In the town of Husafell, they asked an old friend, Páll Guðmundsson, who spends his days wandering the hills, collecting materials for hand-made instruments, to join them in the show. Guðmundsson brought out his all-stone marimba, a percussional instrument played using mallets. He had collected the stones based on the tone they make when struck, and arranged them according to note. The result was a haunting, primitive sound, around which Sigur Rós improvised a stunningly beautiful song.

Along the way, they played with an Icelandic tenor and a marching band as well as several other musicians and friends. Their sound appears to blend effortlessly with these walk-ins, but the members insist that they do not consciously channel traditional Icelandic sounds. When asked whether, perhaps unconsciously, they’ve been influenced by their country’s musical heritage, Georg shows indifference: “Maybe. I don’t know.”

If they aren’t exactly the lead propagators of traditional Icelandic sounds (the majority of which are in a style called kveða and recite epic poems known as rímur), they are legends in the country’s contemporary music scene. “Everyone is very close,” Orri says. “We have a big studio, so if someone needs to borrow an instrument or an amp, they come to us. The scene is very small.” Yet the band’s 2006 homecoming concert in Reykjavik was the biggest in Iceland’s history. It proved that their fan base is broad, and that to some extent, they are seen as ambassadors to the outside world.

In the tour diary, band manager John Best writes, “Later, the President himself will turn up, but, despite urging from the band, his first lady will refuse to parade across the stage with the brass band at the climax of ‘selest’.”

The story conjures a very different image of the soft-spoken and bashful members of the band, who delivered a notoriously embarrassing interview in October with National Public Radio.
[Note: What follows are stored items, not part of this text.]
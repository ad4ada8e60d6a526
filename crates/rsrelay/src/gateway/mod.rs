//! Authenticated access to the remote API.
//!
//! [`Gateway`] performs ordinary JSON calls with a short timeout;
//! [`StreamRelay`] forwards large downloads without buffering. Both attach the
//! session's auth cookie and renew it from the remote's `Set-Cookie` headers.

mod error;
pub mod redact;
mod stream;

pub use error::RelayError;
pub use stream::{DEFAULT_DOWNLOAD_NAME, Download, StreamRelay, error_response, filename_from_url};

use std::time::Duration;

use bytes::Bytes;
use chrono::Utc;
use reqwest::header::{ACCEPT, COOKIE, HeaderMap, HeaderValue};
use reqwest::{Client, Method, StatusCode};
use serde::de::DeserializeOwned;
use serde_json::Value;
use tracing::{debug, error};

use crate::config::RemoteConfig;
use crate::session::{self, Session};

/// Longest upstream error body quoted in an error message.
const MAX_ERROR_MESSAGE_BYTES: usize = 512;

// ============================================================================
// Request / Response
// ============================================================================

/// One outbound call to the remote API. Immutable once sent.
#[derive(Debug, Clone)]
pub struct OutboundRequest {
    pub method: Method,
    /// Path relative to the remote base URL.
    pub path: String,
    pub query: Vec<(String, String)>,
    pub body: Option<Value>,
    /// Overrides the gateway's default timeout for this call.
    pub timeout: Option<Duration>,
}

impl OutboundRequest {
    pub fn new(method: Method, path: impl Into<String>) -> Self {
        Self {
            method,
            path: path.into(),
            query: Vec::new(),
            body: None,
            timeout: None,
        }
    }

    pub fn get(path: impl Into<String>) -> Self {
        Self::new(Method::GET, path)
    }

    pub fn patch(path: impl Into<String>) -> Self {
        Self::new(Method::PATCH, path)
    }

    #[must_use]
    pub fn with_query(mut self, key: impl Into<String>, value: impl ToString) -> Self {
        self.query.push((key.into(), value.to_string()));
        self
    }

    #[must_use]
    pub fn with_json(mut self, body: Value) -> Self {
        self.body = Some(body);
        self
    }

    #[must_use]
    pub fn with_timeout(mut self, timeout: Duration) -> Self {
        self.timeout = Some(timeout);
        self
    }
}

/// A fully read response from the remote API.
///
/// `headers` is case-insensitive and keeps every value of repeated headers.
#[derive(Debug, Clone)]
pub struct GatewayResponse {
    pub status: StatusCode,
    pub headers: HeaderMap,
    pub body: Bytes,
}

impl GatewayResponse {
    pub fn is_success(&self) -> bool {
        self.status.is_success()
    }

    /// Turn a non-success status into [`RelayError::Upstream`].
    pub fn ensure_success(self) -> Result<Self, RelayError> {
        if self.is_success() {
            return Ok(self);
        }
        let mut message = String::from_utf8_lossy(&self.body).trim().to_string();
        truncate_at_char_boundary(&mut message, MAX_ERROR_MESSAGE_BYTES);
        if message.is_empty() {
            message = self
                .status
                .canonical_reason()
                .unwrap_or("no reason given")
                .to_string();
        }
        Err(RelayError::Upstream {
            status: self.status.as_u16(),
            message,
        })
    }

    /// Parse the body as JSON. An empty body is `Value::Null`.
    pub fn json_value(&self) -> Result<Value, RelayError> {
        if self.body.iter().all(u8::is_ascii_whitespace) {
            return Ok(Value::Null);
        }
        serde_json::from_slice(&self.body)
            .map_err(|e| RelayError::MalformedResponse(format!("invalid json body: {e}")))
    }

    /// Parse the body into a typed structure.
    pub fn json<T: DeserializeOwned>(&self) -> Result<T, RelayError> {
        serde_json::from_value(self.json_value()?)
            .map_err(|e| RelayError::MalformedResponse(e.to_string()))
    }
}

// ============================================================================
// Gateway
// ============================================================================

/// Sends authenticated requests to the remote API on behalf of a session.
#[derive(Debug, Clone)]
pub struct Gateway {
    client: Client,
    base_url: String,
    cookie_name: String,
    user_agent: String,
}

impl Gateway {
    /// Build a gateway with a ~10s connect and overall budget (per config).
    pub fn new(remote: &RemoteConfig) -> Result<Self, RelayError> {
        let mut default_headers = HeaderMap::new();
        default_headers.insert(ACCEPT, HeaderValue::from_static("application/json"));

        let user_agent = remote.user_agent();
        let client = Client::builder()
            .user_agent(user_agent.as_str())
            .default_headers(default_headers)
            .connect_timeout(remote.connect_timeout())
            .timeout(remote.request_timeout())
            .build()?;

        Ok(Self {
            client,
            base_url: remote.base_url().to_string(),
            cookie_name: remote.auth_cookie_name.clone(),
            user_agent,
        })
    }

    pub fn base_url(&self) -> &str {
        &self.base_url
    }

    pub fn cookie_name(&self) -> &str {
        &self.cookie_name
    }

    pub fn user_agent(&self) -> &str {
        &self.user_agent
    }

    /// Absolute URL for a path relative to the remote base.
    pub fn url_for(&self, path: &str) -> String {
        format!("{}/{}", self.base_url, path.trim_start_matches('/'))
    }

    /// Send a request, renew the session cookie from the response, and fail
    /// on non-success statuses.
    ///
    /// Renewal happens for every response that reached us, including error
    /// statuses. Nothing is sent when the session is expired or has no cookie.
    pub async fn send(
        &self,
        session: &mut Session,
        request: OutboundRequest,
    ) -> Result<GatewayResponse, RelayError> {
        let response = self.execute(session, &request).await?;
        self.renew(session, &response);
        response.ensure_success().inspect_err(|e| {
            error!(
                method = %request.method,
                path = %request.path,
                error = %e,
                "Remote API returned an error"
            );
        })
    }

    /// Perform the call without touching the session.
    ///
    /// The returned response may carry any status; pair with [`Gateway::renew`]
    /// and [`GatewayResponse::ensure_success`]. Useful for issuing independent
    /// lookups concurrently against one session.
    pub async fn execute(
        &self,
        session: &Session,
        request: &OutboundRequest,
    ) -> Result<GatewayResponse, RelayError> {
        session::ensure_valid(session)?;
        let cookie = session
            .auth_cookie
            .as_deref()
            .ok_or(RelayError::AuthCookieMissing)?;

        let mut builder = self
            .client
            .request(request.method.clone(), self.url_for(&request.path))
            .header(COOKIE, format!("{}={}", self.cookie_name, cookie));
        if !request.query.is_empty() {
            builder = builder.query(&request.query);
        }
        if let Some(body) = &request.body {
            builder = builder.json(body);
        }
        if let Some(timeout) = request.timeout {
            builder = builder.timeout(timeout);
        }

        let outbound = builder.build()?;
        let method = outbound.method().clone();
        let url = outbound.url().clone();
        debug!(
            method = %method,
            url = %url,
            headers = ?redact::mask_headers(outbound.headers()),
            "Sending remote request"
        );

        let response = self.client.execute(outbound).await.map_err(|e| {
            error!(method = %method, path = %request.path, error = %e, "Remote request failed");
            RelayError::Transport(e)
        })?;

        let status = response.status();
        let headers = response.headers().clone();
        let body = response.bytes().await.map_err(|e| {
            error!(method = %method, path = %request.path, error = %e, "Reading remote response failed");
            RelayError::Transport(e)
        })?;

        debug!(
            method = %method,
            url = %url,
            status = status.as_u16(),
            headers = ?redact::mask_headers(&headers),
            body_bytes = body.len(),
            "Remote response received"
        );

        Ok(GatewayResponse {
            status,
            headers,
            body,
        })
    }

    /// Apply a renewed auth cookie from `response`, if it carries one.
    ///
    /// Returns whether the session changed.
    pub fn renew(&self, session: &mut Session, response: &GatewayResponse) -> bool {
        renew_from_headers(session, &response.headers, &self.cookie_name)
    }
}

pub(crate) fn renew_from_headers(
    session: &mut Session,
    headers: &HeaderMap,
    cookie_name: &str,
) -> bool {
    match session::extract_renewed_cookie(headers, cookie_name, Utc::now()) {
        Some(renewed) => {
            debug!(
                session_id = %session.id,
                expires_at = ?renewed.expires_at,
                "Renewed remote auth cookie"
            );
            session::apply_renewal(session, renewed);
            true
        }
        None => false,
    }
}

/// Truncate a string at a char boundary, in place.
fn truncate_at_char_boundary(s: &mut String, max_bytes: usize) {
    if s.len() <= max_bytes {
        return;
    }
    let mut end = max_bytes;
    while end > 0 && !s.is_char_boundary(end) {
        end -= 1;
    }
    s.truncate(end);
}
In fact, they can be quite playful. The interview footage in Heima manages to capture this on a couple occasions, and a recent piece by English publication The Observer describes Jónsi grinding on a journalist and Kjarri dancing to a Spice Girls tune.
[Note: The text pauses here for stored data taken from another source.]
//! Build metadata reported by `GET /version` and `rsrelay version`.
//!
//! `BUILD_COMMIT` and `BUILD_DATE` are read from the build environment; both
//! report `unknown` when unset.

use serde::Serialize;

pub const NAME: &str = env!("CARGO_PKG_NAME");
pub const VERSION: &str = env!("CARGO_PKG_VERSION");
pub const COMMIT: &str = or_unknown(option_env!("BUILD_COMMIT"));
pub const BUILD_DATE: &str = or_unknown(option_env!("BUILD_DATE"));

const fn or_unknown(value: Option<&'static str>) -> &'static str {
    match value {
        Some(v) => v,
        None => "unknown",
    }
}

/// User-agent sent to the remote API when the config does not override it.
pub fn default_user_agent() -> String {
    format!("RSUI/{VERSION}")
}

/// What is running, and how it introduces itself to the remote API.
#[derive(Debug, Clone, Serialize)]
pub struct BuildInfo {
    pub name: &'static str,
    pub version: &'static str,
    pub commit: &'static str,
    pub build_date: &'static str,
    pub user_agent: String,
}

impl BuildInfo {
    /// Metadata of this binary, reporting `user_agent` as sent upstream.
    pub fn current(user_agent: impl Into<String>) -> Self {
        Self {
            name: NAME,
            version: VERSION,
            commit: COMMIT,
            build_date: BUILD_DATE,
            user_agent: user_agent.into(),
        }
    }
}
//! Modelo de Vehicle
//!
//! El vehículo es un colaborador del workflow: los tickets le cambian el
//! estado como efecto colateral de sus transiciones.

use chrono::{DateTime, Utc};
use serde::{Deserialize, Serialize};
use uuid::Uuid;

/// Estado del vehículo dentro del ciclo de reparación
#[derive(Debug, Clone, Copy, PartialEq, Eq, Serialize, Deserialize)]
#[serde(rename_all = "snake_case")]
pub enum VehicleStatus {
    Purchased,
    Inspected,
    InRepair,
    Repaired,
    Detailed,
    ReadyForPickup,
    Sold,
}

impl VehicleStatus {
    pub fn as_str(&self) -> &'static str {
        match self {
            VehicleStatus::Purchased => "purchased",
            VehicleStatus::Inspected => "inspected",
            VehicleStatus::InRepair => "in_repair",
            VehicleStatus::Repaired => "repaired",
            VehicleStatus::Detailed => "detailed",
            VehicleStatus::ReadyForPickup => "ready_for_pickup",
            VehicleStatus::Sold => "sold",
        }
    }

    pub fn parse(value: &str) -> Option<Self> {
        match value {
            "purchased" => Some(VehicleStatus::Purchased),
            "inspected" => Some(VehicleStatus::Inspected),
            "in_repair" => Some(VehicleStatus::InRepair),
            "repaired" => Some(VehicleStatus::Repaired),
            "detailed" => Some(VehicleStatus::Detailed),
            "ready_for_pickup" => Some(VehicleStatus::ReadyForPickup),
            "sold" => Some(VehicleStatus::Sold),
            _ => None,
        }
    }
}

/// Vehicle - referencia mínima que necesita el motor de workflow
#[derive(Debug, Clone, Serialize, Deserialize)]
pub struct Vehicle {
    pub id: Uuid,
    pub tenant_id: Uuid,
    pub location_id: Uuid,
    pub vin: String,
    pub status: VehicleStatus,
    pub sold: bool,
    pub created_at: DateTime<Utc>,
}

impl Vehicle {
    /// Un vehículo vendido no entra en el workflow automático de recon
    pub fn is_sold(&self) -> bool {
        self.sold || self.status == VehicleStatus::Sold
    }
}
The group’s musical depth is more evident on their most recent album, Takk… (2005), than on prior releases Von (1997), Âgætis Byrjun (1999), and parenthetically titled ( ) (2002). Though ambient, slow, and drifting, the songs on Takk… pack more punch, and reach cacophonous climaxes absent in the earlier recordings. It’s not yet clear whether this is a trend or Takk… simply stands out as their “rock ‘n’ roll” effort; the album they released to accompany Heima is a collection of previously unreleased songs and acoustic versions of some earlier tunes.
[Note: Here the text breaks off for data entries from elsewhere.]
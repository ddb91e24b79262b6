//! Payloads de eventos de workflow
//!
//! Los eventos viajan por el `WorkflowEventBus` como `serde_json::Value`;
//! estos structs son el schema tipado de cada payload. Nunca cruzan un
//! límite de proceso, así que no hay versionado.

use serde::{Deserialize, Serialize};
use uuid::Uuid;

use crate::models::auth::Actor;
use crate::models::inspection::PriorityTier;
use crate::models::ticket::TicketType;

/// Una inspección terminó y puede necesitar un ticket de recon
pub const INSPECTION_COMPLETED: &str = "INSPECTION_COMPLETED";

/// Un ticket llegó a `Completed`; dispara el siguiente eslabón del pipeline
pub const TICKET_COMPLETED: &str = "TICKET_COMPLETED";

/// Payload de `INSPECTION_COMPLETED`
#[derive(Debug, Clone, Serialize, Deserialize)]
pub struct InspectionCompletedEvent {
    pub inspection_id: Uuid,
    pub vehicle_id: Uuid,
    /// Resumen de hallazgos tal como lo envió la UI; el subscriber
    /// re-deriva el resumen real desde el ledger persistido
    pub findings: Option<serde_json::Value>,
    pub detailed_findings: Option<serde_json::Value>,
    pub priority: PriorityTier,
    pub notes: Option<String>,
    pub actor: Actor,
}

/// Payload de `TICKET_COMPLETED`
#[derive(Debug, Clone, Serialize, Deserialize)]
pub struct TicketCompletedEvent {
    pub ticket_id: String,
    pub vehicle_id: Uuid,
    pub ticket_type: TicketType,
    pub actor: Actor,
}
“The album was part of the agreement—we had to give [EMI Music] a live album to go with it,” explains Georg. “But the idea of a live album sounded so boring. We decided to record songs we hadn’t recorded before, and then we did the acoustic set.”

The result is surprisingly reminiscent of the film itself, particularly the acoustic sets, which portray the same pared-down feeling that comes from playing in a field with the wind howling by.

Through December 2007, the band was back indoors, touring around the world with the film and playing acoustic sets at screenings and film festivals. “It is very different from our normal live show,” Orri says of the quick, three-song performances that were initially booked as “surprises.” They will then return to Iceland to record their next album. “Maybe it will take six months or maybe two years. It is very hard to say because of the way we work,” Orri says. The members of Sigur Rós aren’t the type to force things.

“The mornings were never common place,” wrote Haldor Laxness, Iceland’s foremost author, in the 1940s. “Each morning was a new morning, but as day advanced, the birds would sing less and the Blue Mountains would gradually lose the beauty of their colors. The days were like grown-up people—the mornings always young.” In this vein of innocence, Sigur Rós’ reverence for the authentic—in music, in performance, in philosophy—appears to be truly Icelandic.